• _TASK TO COMPLETE_:
Give back exactly the first lines of the entries below, through the line with "- Readers take".

Stored data
//! # Record
//!
//! A record is an owner TID word followed by opaque payload bytes. The owner
//! word is the sole per-record mutex and version container:
//!
//! - Acquiring its key-lock bit is the exclusive write permit.
//! - Publishing a new TID value (lock bit clear) commits the new payload and
//!   releases the lock in one store.
//! - Readers take an optimistic snapshot: wait for the lock bit to clear,
//!   copy the payload, and confirm the owner word did not change underneath.
//!
//! ## Why Atomic Payload Bytes
//!
//! A reader's payload copy can race with a writer's apply. The payload is
//! therefore stored as relaxed atomic bytes; the owner word's acquire/release
//! protocol supplies all ordering, and the re-validation loop discards any
//! torn copy. This keeps the optimistic read well-defined without claiming
//! more ordering per byte than the protocol needs.
//!
//! ## Snapshot Protocol
//!
//! ```text
//! reader                              writer (lock held)
//! ──────                              ──────────────────
//! v1 = owner (acquire, unlocked)      payload bytes (relaxed)
//! copy payload (relaxed)              release fence
//! acquire fence                       owner = commit TID (release)
//! v2 = owner
//! v1 == v2 ? snapshot good : retry
//! ```

use std::sync::atomic::{fence, AtomicU8, Ordering};

use crate::txn::tid::{TidCell, TidWord};

/// One shared record: embedded owner TID plus payload bytes.
pub struct Record {
    owner: TidCell,
    payload: Box<[AtomicU8]>,
}

impl Record {
    /// A fresh record with an invalid owner (before everything) and a
    /// zeroed payload.
    pub fn new(payload_len: usize) -> Self {
        let payload = (0..payload_len).map(|_| AtomicU8::new(0)).collect();
        Self {
            owner: TidCell::invalid(),
            payload,
        }
    }

    #[inline]
    pub fn owner(&self) -> &TidCell {
        &self.owner
    }

    #[inline]
    pub fn payload_len(&self) -> usize {
        self.payload.len()
    }

    /// Takes a stable snapshot of the whole payload into `buf` and returns
    /// the owner word it is consistent with.
    ///
    /// The returned word never has the key-lock bit set. It may carry the
    /// delete bit; the record is then logically absent and the payload bytes
    /// are whatever the deleting transaction left behind.
    pub fn read_stable(&self, buf: &mut [u8]) -> TidWord {
        debug_assert_eq!(buf.len(), self.payload.len());
        loop {
            let observed = self.owner.spin_while_keylocked();
            for (dst, src) in buf.iter_mut().zip(self.payload.iter()) {
                *dst = src.load(Ordering::Relaxed);
            }
            fence(Ordering::Acquire);
            let reread = self.owner.load();
            if observed.equals_all(reread) {
                return observed;
            }
            std::hint::spin_loop();
        }
    }

    /// Copies `src` into the payload at `offset`. Caller must hold the
    /// record's key lock; the bytes become visible to snapshot readers only
    /// once the caller publishes a new owner word.
    pub(crate) fn write_payload(&self, offset: usize, src: &[u8]) {
        debug_assert!(self.owner.load().is_keylocked());
        debug_assert!(offset + src.len() <= self.payload.len());
        for (dst, byte) in self.payload[offset..offset + src.len()].iter().zip(src) {
            dst.store(*byte, Ordering::Relaxed);
        }
    }

    /// Unsynchronized payload copy for single-threaded paths (storage
    /// construction, tests after all workers are quiesced).
    pub fn payload_unsynchronized(&self) -> Vec<u8> {
        self.payload
            .iter()
            .map(|byte| byte.load(Ordering::Relaxed))
            .collect()
    }
}

impl std::fmt::Debug for Record {
    fn fmt(&self, f: &mut std::fmt::Formatter<'_>) -> std::fmt::Result {
        f.debug_struct("Record")
            .field("owner", &self.owner.load())
            .field("payload_len", &self.payload.len())
            .finish()
    }
}
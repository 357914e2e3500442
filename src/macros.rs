//! # Internal Macros
//!
//! Accessor generation for wire-format structs. Log records are declared as
//! `#[repr(C)]` zerocopy structs whose fields use little-endian wrapper
//! types (`U16`, `U32`, `U64`); `wire_accessors!` generates native-typed
//! getters and setters so call sites never touch the wrapper types
//! directly. Getter and setter names are both spelled out at the call site,
//! which keeps the macro a single arm over any wrapper width.
//!
//! ```ignore
//! use zerocopy::little_endian::{U16, U32};
//!
//! #[repr(C)]
//! struct LogHeader {
//!     log_type_code: U16,
//!     log_length: U16,
//!     storage_id: U32,
//! }
//!
//! impl LogHeader {
//!     wire_accessors! {
//!         log_type_code, set_log_type_code: u16 as U16;
//!         log_length, set_log_length: u16 as U16;
//!         storage_id, set_storage_id: u32 as U32;
//!     }
//! }
//! ```

/// Generates a native-typed getter and setter pair per little-endian
/// wire-struct field: `$getter` reads the field, `$setter` stores a new
/// value through the `$wrapper` type.
#[macro_export]
macro_rules! wire_accessors {
    ($($getter:ident, $setter:ident: $native:ty as $wrapper:ty;)*) => {
        $(
            #[inline]
            pub fn $getter(&self) -> $native {
                self.$getter.get()
            }

            #[inline]
            pub fn $setter(&mut self, value: $native) {
                self.$getter = <$wrapper>::new(value);
            }
        )*
    };
}
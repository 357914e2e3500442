//! # Worker Pool
//!
//! The engine-scoped worker table: an array of worker handles addressed by
//! small integer ids, which sidesteps cyclic ownership between engine,
//! workers, and tasks. Worker ids encode their NUMA node in the high byte,
//! so consecutive ids within a node stay adjacent in the table.
//!
//! Start-up is all-or-nothing: every worker's log buffer is created first
//! (the fallible part), failures are aggregated into one error, and only
//! then are threads spawned. Shutdown stops every worker, wakes it, and
//! joins the threads, again aggregating failures.

use std::sync::Arc;
use std::thread::JoinHandle;

use eyre::{bail, eyre, Result, WrapErr};
use parking_lot::Mutex;
use tracing::info;

use crate::config::WORKER_TICK;
use crate::log::LogBuffer;
use crate::storage::StorageRegistry;
use crate::txn::TxnManager;

use super::runtime::{worker_main, WorkerHandle};
use super::session::TaskSession;
use super::waker::Waker;
use super::compose_worker_id;

/// Shape of the pool: how many NUMA node groups and how many workers in
/// each, plus the per-worker resources.
#[derive(Debug, Clone, Copy)]
pub struct WorkerPoolConfig {
    pub numa_nodes: u8,
    pub workers_per_node: u8,
    pub log_buffer_capacity: usize,
    pub pin_workers: bool,
}

pub struct WorkerPool {
    workers: Vec<Arc<WorkerHandle>>,
    threads: Mutex<Vec<JoinHandle<()>>>,
}

impl std::fmt::Debug for WorkerPool {
    fn fmt(&self, f: &mut std::fmt::Formatter<'_>) -> std::fmt::Result {
        f.debug_struct("WorkerPool")
            .field("workers", &self.workers.len())
            .finish()
    }
}

impl WorkerPool {
    /// Brings up every worker or none: any per-worker initialization
    /// failure aborts the whole start after stopping what already runs.
    pub fn start(
        config: &WorkerPoolConfig,
        manager: Arc<TxnManager>,
        storages: Arc<StorageRegistry>,
    ) -> Result<Self> {
        let total = usize::from(config.numa_nodes) * usize::from(config.workers_per_node);
        if total == 0 {
            bail!("worker pool needs at least one worker");
        }

        // Create the fallible per-worker pieces first, aggregating failures.
        let mut buffers = Vec::with_capacity(total);
        let mut failures = Vec::new();
        for node in 0..config.numa_nodes {
            for ordinal in 0..config.workers_per_node {
                match LogBuffer::new(config.log_buffer_capacity) {
                    Ok(buffer) => buffers.push(buffer),
                    Err(err) => failures.push(format!(
                        "worker {}: {:#}",
                        compose_worker_id(node, ordinal),
                        err
                    )),
                }
            }
        }
        if !failures.is_empty() {
            bail!("worker start-up failed: {}", failures.join("; "));
        }

        let mut pool = Self {
            workers: Vec::with_capacity(total),
            threads: Mutex::new(Vec::with_capacity(total)),
        };
        let mut buffers = buffers.into_iter();
        for node in 0..config.numa_nodes {
            for ordinal in 0..config.workers_per_node {
                let id = compose_worker_id(node, ordinal);
                let handle = Arc::new(WorkerHandle::new(id, Waker::new(WORKER_TICK)));
                let buffer = buffers.next().expect("one buffer per worker");
                let spawn = std::thread::Builder::new()
                    .name(format!("worker-{}-{}", node, ordinal))
                    .spawn({
                        let handle = Arc::clone(&handle);
                        let manager = Arc::clone(&manager);
                        let storages = Arc::clone(&storages);
                        let pin = config.pin_workers;
                        move || worker_main(handle, manager, storages, buffer, pin)
                    });
                match spawn {
                    Ok(thread) => {
                        pool.workers.push(handle);
                        pool.threads.lock().push(thread);
                    }
                    Err(err) => {
                        let _ = pool.shutdown();
                        return Err(err)
                            .wrap_err_with(|| format!("failed to spawn worker {}", id));
                    }
                }
            }
        }
        info!(workers = total, nodes = config.numa_nodes, "worker pool started");
        Ok(pool)
    }

    pub fn worker_count(&self) -> usize {
        self.workers.len()
    }

    pub fn workers(&self) -> &[Arc<WorkerHandle>] {
        &self.workers
    }

    pub fn worker(&self, index: usize) -> Option<&Arc<WorkerHandle>> {
        self.workers.get(index)
    }

    /// Offers the session to each worker in turn until one accepts.
    /// `false` means every worker was busy; the submitter retries.
    pub fn try_impersonate(&self, session: &TaskSession) -> bool {
        self.workers
            .iter()
            .any(|worker| worker.try_impersonate(session))
    }

    /// Like [`WorkerPool::try_impersonate`] but restricted to one NUMA
    /// node's workers, for clients that want locality with their data.
    pub fn try_impersonate_on_node(&self, node: u8, session: &TaskSession) -> bool {
        self.workers
            .iter()
            .filter(|worker| worker.numa_node() == node)
            .any(|worker| worker.try_impersonate(session))
    }

    /// Stops and joins every worker. Tasks in flight finish first; pending
    /// slots left null are the termination signal.
    pub fn shutdown(&self) -> Result<()> {
        for worker in &self.workers {
            worker.request_stop();
        }
        let mut failures = Vec::new();
        for thread in self.threads.lock().drain(..) {
            let name = thread.thread().name().unwrap_or("worker").to_string();
            if thread.join().is_err() {
                failures.push(name);
            }
        }
        if !failures.is_empty() {
            return Err(eyre!("worker threads panicked: {}", failures.join(", ")));
        }
        Ok(())
    }
}

#[cfg(test)]
mod tests {
    use super::*;
    use std::time::Duration;

    fn test_config() -> WorkerPoolConfig {
        WorkerPoolConfig {
            numa_nodes: 1,
            workers_per_node: 2,
            log_buffer_capacity: 4096,
            pin_workers: false,
        }
    }

    #[test]
    fn pool_starts_and_shuts_down() {
        let manager = TxnManager::with_epoch_tick(Duration::from_secs(3600));
        manager.start().unwrap();
        let storages = Arc::new(StorageRegistry::new());

        let pool = WorkerPool::start(&test_config(), Arc::clone(&manager), storages).unwrap();
        assert_eq!(pool.worker_count(), 2);
        assert_eq!(pool.worker(0).unwrap().id(), 0);
        assert_eq!(pool.worker(1).unwrap().id(), 1);

        pool.shutdown().unwrap();
        manager.shutdown().unwrap();
    }

    #[test]
    fn zero_workers_is_rejected() {
        let manager = TxnManager::with_epoch_tick(Duration::from_secs(3600));
        let storages = Arc::new(StorageRegistry::new());
        let config = WorkerPoolConfig {
            numa_nodes: 0,
            workers_per_node: 4,
            log_buffer_capacity: 4096,
            pin_workers: false,
        };
        assert!(WorkerPool::start(&config, manager, storages).is_err());
    }

    #[test]
    fn bad_log_buffer_capacity_fails_start() {
        let manager = TxnManager::with_epoch_tick(Duration::from_secs(3600));
        let storages = Arc::new(StorageRegistry::new());
        let config = WorkerPoolConfig {
            numa_nodes: 1,
            workers_per_node: 2,
            log_buffer_capacity: 13,
            pin_workers: false,
        };
        let err = WorkerPool::start(&config, manager, storages).unwrap_err();
        let message = format!("{:#}", err);
        assert!(message.contains("worker 0"));
        assert!(message.contains("worker 1"));
    }
}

• _EXERCISE RESPONSE_:
//! # Record
//!
//! A record is an owner TID word followed by opaque payload bytes. The owner
//! word is the sole per-record mutex and version container:
//!
//! - Acquiring its key-lock bit is the exclusive write permit.
//! - Publishing a new TID value (lock bit clear) commits the new payload and
//!   releases the lock in one store.
//! - Readers take an optimistic snapshot: wait for the lock bit to clear,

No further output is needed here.